Exercise objective |
Find the word "inspect" in the listing; pull out each line holding it.

Available data |
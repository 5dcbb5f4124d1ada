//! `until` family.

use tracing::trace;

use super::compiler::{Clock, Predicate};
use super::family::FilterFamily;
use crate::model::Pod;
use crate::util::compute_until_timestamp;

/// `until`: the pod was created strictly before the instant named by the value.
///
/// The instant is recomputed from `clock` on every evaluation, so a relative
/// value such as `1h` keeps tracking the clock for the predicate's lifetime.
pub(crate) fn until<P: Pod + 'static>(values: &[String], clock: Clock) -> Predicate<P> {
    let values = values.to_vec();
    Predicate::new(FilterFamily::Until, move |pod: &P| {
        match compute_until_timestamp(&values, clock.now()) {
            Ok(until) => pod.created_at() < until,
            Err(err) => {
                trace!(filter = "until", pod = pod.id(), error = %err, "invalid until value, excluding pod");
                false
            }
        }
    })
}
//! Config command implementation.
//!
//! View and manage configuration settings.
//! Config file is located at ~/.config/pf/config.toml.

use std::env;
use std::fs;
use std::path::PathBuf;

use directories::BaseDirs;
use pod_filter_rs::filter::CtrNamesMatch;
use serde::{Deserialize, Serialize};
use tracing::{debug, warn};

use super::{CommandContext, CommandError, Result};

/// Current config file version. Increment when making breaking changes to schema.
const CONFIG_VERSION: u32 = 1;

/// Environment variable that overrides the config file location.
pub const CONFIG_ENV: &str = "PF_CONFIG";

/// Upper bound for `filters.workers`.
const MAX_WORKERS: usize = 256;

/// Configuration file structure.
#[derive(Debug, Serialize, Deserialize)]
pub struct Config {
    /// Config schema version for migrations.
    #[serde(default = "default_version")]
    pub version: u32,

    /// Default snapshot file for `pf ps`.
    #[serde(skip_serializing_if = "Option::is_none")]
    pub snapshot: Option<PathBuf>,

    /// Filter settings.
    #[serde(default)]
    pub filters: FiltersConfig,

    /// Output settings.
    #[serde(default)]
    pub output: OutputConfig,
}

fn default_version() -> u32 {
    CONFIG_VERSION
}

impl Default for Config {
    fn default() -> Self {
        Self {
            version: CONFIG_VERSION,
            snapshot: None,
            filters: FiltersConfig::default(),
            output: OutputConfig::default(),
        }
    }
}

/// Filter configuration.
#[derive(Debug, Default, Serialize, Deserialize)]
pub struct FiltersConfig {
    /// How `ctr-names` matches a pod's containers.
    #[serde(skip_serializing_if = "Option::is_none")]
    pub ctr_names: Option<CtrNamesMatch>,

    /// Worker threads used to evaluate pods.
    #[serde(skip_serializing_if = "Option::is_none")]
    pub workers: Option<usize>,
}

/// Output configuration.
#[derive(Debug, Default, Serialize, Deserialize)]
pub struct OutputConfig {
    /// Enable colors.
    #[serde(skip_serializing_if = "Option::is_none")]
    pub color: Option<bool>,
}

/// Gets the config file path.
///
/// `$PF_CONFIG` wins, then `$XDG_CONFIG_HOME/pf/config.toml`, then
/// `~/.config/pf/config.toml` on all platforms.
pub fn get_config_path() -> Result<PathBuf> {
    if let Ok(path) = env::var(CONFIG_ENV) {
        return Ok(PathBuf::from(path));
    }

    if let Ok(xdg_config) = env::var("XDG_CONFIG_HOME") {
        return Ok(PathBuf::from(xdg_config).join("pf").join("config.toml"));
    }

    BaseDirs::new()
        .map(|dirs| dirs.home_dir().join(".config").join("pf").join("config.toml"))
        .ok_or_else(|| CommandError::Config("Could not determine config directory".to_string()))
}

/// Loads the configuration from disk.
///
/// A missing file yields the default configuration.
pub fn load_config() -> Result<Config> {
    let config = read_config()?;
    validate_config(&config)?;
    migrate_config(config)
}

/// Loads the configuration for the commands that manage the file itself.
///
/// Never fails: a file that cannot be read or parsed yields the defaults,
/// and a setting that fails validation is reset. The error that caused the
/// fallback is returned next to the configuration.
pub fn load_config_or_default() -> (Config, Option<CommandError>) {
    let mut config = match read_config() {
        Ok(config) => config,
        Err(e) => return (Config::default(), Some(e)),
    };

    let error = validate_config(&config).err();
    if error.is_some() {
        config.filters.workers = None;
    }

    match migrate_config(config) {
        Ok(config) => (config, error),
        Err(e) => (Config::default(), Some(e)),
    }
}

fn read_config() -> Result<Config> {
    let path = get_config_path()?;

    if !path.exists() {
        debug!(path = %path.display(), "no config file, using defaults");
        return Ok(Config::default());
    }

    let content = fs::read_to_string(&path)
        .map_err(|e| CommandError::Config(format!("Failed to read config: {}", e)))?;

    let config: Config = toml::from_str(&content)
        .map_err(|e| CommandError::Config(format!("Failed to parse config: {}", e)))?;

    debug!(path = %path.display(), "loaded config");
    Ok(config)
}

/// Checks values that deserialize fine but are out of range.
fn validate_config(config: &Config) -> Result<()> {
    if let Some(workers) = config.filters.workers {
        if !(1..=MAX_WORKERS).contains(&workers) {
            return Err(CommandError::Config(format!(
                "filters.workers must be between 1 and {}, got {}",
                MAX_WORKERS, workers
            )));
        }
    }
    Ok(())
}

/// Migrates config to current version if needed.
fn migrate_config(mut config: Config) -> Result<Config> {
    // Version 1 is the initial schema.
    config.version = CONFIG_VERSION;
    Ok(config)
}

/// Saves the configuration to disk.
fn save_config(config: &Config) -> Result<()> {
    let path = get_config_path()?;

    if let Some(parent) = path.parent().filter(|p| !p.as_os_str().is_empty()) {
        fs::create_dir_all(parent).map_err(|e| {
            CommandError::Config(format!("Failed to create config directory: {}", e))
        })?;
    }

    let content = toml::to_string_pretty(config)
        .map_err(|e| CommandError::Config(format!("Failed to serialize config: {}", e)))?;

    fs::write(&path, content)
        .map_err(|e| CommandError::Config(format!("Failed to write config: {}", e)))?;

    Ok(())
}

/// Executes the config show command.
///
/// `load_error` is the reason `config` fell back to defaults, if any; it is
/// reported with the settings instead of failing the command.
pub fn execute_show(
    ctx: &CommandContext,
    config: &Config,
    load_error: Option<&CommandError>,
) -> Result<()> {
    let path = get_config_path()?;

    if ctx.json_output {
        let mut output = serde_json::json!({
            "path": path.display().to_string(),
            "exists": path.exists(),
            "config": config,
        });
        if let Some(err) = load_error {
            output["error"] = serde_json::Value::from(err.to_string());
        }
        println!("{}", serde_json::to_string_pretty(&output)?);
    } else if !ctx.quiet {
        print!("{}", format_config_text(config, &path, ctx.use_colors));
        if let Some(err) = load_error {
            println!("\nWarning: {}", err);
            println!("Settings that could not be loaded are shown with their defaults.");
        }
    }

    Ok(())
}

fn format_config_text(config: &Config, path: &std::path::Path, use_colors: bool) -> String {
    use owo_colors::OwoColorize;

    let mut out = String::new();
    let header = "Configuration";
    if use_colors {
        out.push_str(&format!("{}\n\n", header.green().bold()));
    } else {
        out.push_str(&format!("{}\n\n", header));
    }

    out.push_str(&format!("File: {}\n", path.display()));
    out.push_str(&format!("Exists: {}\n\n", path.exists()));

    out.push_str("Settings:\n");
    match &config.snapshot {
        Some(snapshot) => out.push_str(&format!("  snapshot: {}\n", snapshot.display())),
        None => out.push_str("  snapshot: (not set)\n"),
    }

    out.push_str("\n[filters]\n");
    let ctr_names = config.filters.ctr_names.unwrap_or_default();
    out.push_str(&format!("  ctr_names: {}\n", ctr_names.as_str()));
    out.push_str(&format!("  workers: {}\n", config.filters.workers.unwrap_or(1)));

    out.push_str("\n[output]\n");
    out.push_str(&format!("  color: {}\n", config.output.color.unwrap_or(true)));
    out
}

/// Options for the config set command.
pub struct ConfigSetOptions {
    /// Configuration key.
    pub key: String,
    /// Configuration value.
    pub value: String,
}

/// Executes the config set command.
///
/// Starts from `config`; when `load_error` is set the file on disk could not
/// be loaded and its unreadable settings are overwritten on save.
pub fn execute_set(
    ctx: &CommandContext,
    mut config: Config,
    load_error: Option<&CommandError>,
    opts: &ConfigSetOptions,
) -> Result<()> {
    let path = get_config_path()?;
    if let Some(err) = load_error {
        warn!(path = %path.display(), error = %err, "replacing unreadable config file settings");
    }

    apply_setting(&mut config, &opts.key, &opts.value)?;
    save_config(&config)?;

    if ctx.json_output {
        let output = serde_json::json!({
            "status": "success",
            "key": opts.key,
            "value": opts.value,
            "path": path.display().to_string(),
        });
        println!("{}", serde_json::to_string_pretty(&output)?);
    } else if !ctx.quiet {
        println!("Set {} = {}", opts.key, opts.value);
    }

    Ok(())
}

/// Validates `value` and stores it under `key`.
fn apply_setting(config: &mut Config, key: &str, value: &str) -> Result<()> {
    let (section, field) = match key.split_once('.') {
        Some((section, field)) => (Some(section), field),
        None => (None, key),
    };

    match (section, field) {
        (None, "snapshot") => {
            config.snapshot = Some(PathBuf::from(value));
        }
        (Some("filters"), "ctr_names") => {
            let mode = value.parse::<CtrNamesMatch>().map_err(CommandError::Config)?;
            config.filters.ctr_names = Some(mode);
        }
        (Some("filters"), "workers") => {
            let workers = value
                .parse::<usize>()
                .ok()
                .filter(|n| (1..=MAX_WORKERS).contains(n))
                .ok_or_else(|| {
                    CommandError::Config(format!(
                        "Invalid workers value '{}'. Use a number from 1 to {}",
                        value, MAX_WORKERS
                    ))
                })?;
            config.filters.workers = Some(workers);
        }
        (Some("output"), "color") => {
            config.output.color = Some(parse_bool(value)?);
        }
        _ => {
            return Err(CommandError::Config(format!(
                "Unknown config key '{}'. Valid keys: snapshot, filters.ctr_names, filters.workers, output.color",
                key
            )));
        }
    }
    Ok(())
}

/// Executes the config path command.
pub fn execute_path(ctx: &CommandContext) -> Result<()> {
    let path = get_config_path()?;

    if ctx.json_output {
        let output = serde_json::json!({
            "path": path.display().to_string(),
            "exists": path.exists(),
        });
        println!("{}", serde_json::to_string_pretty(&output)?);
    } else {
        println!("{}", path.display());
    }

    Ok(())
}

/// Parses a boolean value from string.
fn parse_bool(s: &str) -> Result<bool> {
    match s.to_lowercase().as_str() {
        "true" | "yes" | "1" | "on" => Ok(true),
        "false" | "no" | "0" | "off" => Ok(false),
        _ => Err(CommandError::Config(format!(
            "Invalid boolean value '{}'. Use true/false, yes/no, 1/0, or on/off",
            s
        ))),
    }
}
---
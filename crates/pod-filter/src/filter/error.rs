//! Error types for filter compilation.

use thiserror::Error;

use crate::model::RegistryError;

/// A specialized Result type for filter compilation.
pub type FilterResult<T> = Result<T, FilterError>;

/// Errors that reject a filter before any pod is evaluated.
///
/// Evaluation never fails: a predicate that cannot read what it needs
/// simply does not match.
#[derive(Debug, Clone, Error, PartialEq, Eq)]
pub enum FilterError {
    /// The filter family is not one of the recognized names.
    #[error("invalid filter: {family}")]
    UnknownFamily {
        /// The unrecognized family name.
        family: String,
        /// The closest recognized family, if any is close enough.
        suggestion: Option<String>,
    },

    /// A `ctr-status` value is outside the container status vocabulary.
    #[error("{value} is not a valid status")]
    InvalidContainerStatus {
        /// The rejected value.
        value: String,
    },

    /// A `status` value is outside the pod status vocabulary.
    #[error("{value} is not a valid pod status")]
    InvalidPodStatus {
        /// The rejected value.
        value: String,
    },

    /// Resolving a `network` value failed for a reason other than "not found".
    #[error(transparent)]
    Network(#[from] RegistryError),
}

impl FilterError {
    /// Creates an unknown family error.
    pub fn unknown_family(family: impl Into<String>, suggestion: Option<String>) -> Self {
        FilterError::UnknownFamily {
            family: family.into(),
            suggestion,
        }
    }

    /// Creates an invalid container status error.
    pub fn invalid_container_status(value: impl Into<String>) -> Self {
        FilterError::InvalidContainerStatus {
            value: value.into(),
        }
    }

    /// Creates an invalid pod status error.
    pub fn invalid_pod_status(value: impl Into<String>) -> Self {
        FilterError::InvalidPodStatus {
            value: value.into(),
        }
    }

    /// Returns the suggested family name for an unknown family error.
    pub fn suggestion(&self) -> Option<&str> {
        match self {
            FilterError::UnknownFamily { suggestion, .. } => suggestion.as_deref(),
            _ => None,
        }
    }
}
==
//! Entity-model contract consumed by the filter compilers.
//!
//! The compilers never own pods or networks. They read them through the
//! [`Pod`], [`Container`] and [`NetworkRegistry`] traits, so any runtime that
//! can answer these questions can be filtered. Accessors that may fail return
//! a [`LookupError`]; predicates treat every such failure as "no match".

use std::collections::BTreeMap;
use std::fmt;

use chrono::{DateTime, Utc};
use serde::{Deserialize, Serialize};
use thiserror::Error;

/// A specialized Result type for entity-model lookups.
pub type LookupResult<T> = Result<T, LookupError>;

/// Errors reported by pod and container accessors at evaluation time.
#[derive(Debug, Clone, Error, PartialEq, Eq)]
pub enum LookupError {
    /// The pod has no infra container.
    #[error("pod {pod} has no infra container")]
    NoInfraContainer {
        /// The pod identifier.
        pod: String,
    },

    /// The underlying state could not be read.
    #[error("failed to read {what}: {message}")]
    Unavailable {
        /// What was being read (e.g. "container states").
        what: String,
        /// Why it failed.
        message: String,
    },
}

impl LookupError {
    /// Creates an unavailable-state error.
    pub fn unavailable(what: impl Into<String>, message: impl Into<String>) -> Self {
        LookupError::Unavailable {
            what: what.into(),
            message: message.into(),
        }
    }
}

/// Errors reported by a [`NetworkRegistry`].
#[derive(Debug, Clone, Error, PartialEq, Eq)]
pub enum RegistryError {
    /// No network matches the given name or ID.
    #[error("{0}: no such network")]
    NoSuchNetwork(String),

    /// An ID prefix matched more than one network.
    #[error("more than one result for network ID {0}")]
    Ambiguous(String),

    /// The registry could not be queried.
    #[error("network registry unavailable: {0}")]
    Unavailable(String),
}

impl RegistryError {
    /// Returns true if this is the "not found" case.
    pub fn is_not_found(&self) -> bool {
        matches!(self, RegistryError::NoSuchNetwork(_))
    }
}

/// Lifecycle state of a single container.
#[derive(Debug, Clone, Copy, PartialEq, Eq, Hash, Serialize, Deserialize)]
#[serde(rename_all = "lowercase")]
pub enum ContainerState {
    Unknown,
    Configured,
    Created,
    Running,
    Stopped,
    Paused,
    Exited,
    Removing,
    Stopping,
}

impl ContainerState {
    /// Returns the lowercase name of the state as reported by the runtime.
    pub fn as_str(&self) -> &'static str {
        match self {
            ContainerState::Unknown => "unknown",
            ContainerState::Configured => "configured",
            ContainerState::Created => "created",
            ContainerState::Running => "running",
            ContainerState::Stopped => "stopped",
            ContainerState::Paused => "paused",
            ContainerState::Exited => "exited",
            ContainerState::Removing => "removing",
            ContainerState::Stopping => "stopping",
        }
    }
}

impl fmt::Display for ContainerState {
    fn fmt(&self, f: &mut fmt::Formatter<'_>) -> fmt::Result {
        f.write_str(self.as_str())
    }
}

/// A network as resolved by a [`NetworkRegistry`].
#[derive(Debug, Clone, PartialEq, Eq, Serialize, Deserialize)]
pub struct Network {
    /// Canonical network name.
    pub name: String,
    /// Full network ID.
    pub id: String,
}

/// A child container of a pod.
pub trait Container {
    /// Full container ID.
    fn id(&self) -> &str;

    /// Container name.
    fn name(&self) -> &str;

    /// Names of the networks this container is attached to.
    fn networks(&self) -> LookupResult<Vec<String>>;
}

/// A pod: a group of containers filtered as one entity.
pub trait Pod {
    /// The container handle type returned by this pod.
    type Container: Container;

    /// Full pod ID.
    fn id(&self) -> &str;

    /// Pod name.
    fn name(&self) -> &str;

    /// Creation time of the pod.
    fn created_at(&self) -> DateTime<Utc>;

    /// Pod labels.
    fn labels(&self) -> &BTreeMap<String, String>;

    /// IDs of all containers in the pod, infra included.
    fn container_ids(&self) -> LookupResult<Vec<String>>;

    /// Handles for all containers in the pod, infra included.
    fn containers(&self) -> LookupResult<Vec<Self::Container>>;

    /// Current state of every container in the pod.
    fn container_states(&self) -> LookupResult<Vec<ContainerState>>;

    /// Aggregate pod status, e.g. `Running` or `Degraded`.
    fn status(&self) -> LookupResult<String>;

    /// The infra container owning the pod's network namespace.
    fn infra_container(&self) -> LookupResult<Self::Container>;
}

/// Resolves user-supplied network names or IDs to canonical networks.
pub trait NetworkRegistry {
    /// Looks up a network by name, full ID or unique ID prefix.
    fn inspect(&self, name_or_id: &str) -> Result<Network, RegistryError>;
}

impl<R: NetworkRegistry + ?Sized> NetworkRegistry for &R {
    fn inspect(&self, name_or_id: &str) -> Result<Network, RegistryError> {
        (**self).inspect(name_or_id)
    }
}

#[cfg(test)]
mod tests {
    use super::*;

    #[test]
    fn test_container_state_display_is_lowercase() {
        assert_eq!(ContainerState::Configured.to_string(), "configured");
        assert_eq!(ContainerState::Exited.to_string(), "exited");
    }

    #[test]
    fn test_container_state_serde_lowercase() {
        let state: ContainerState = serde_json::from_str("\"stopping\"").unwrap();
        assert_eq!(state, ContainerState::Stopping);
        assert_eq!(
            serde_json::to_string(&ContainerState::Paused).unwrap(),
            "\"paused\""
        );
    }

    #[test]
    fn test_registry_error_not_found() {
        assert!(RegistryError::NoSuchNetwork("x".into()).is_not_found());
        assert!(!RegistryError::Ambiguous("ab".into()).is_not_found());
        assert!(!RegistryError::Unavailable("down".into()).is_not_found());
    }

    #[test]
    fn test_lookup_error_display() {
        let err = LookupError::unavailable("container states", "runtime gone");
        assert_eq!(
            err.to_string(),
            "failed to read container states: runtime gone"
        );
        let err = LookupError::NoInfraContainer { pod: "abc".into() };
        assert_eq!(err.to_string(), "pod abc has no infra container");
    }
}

Answer below |
    fn inspect(&self, name_or_id: &str) -> Result<Network, RegistryError>;
    fn inspect(&self, name_or_id: &str) -> Result<Network, RegistryError> {
        (**self).inspect(name_or_id)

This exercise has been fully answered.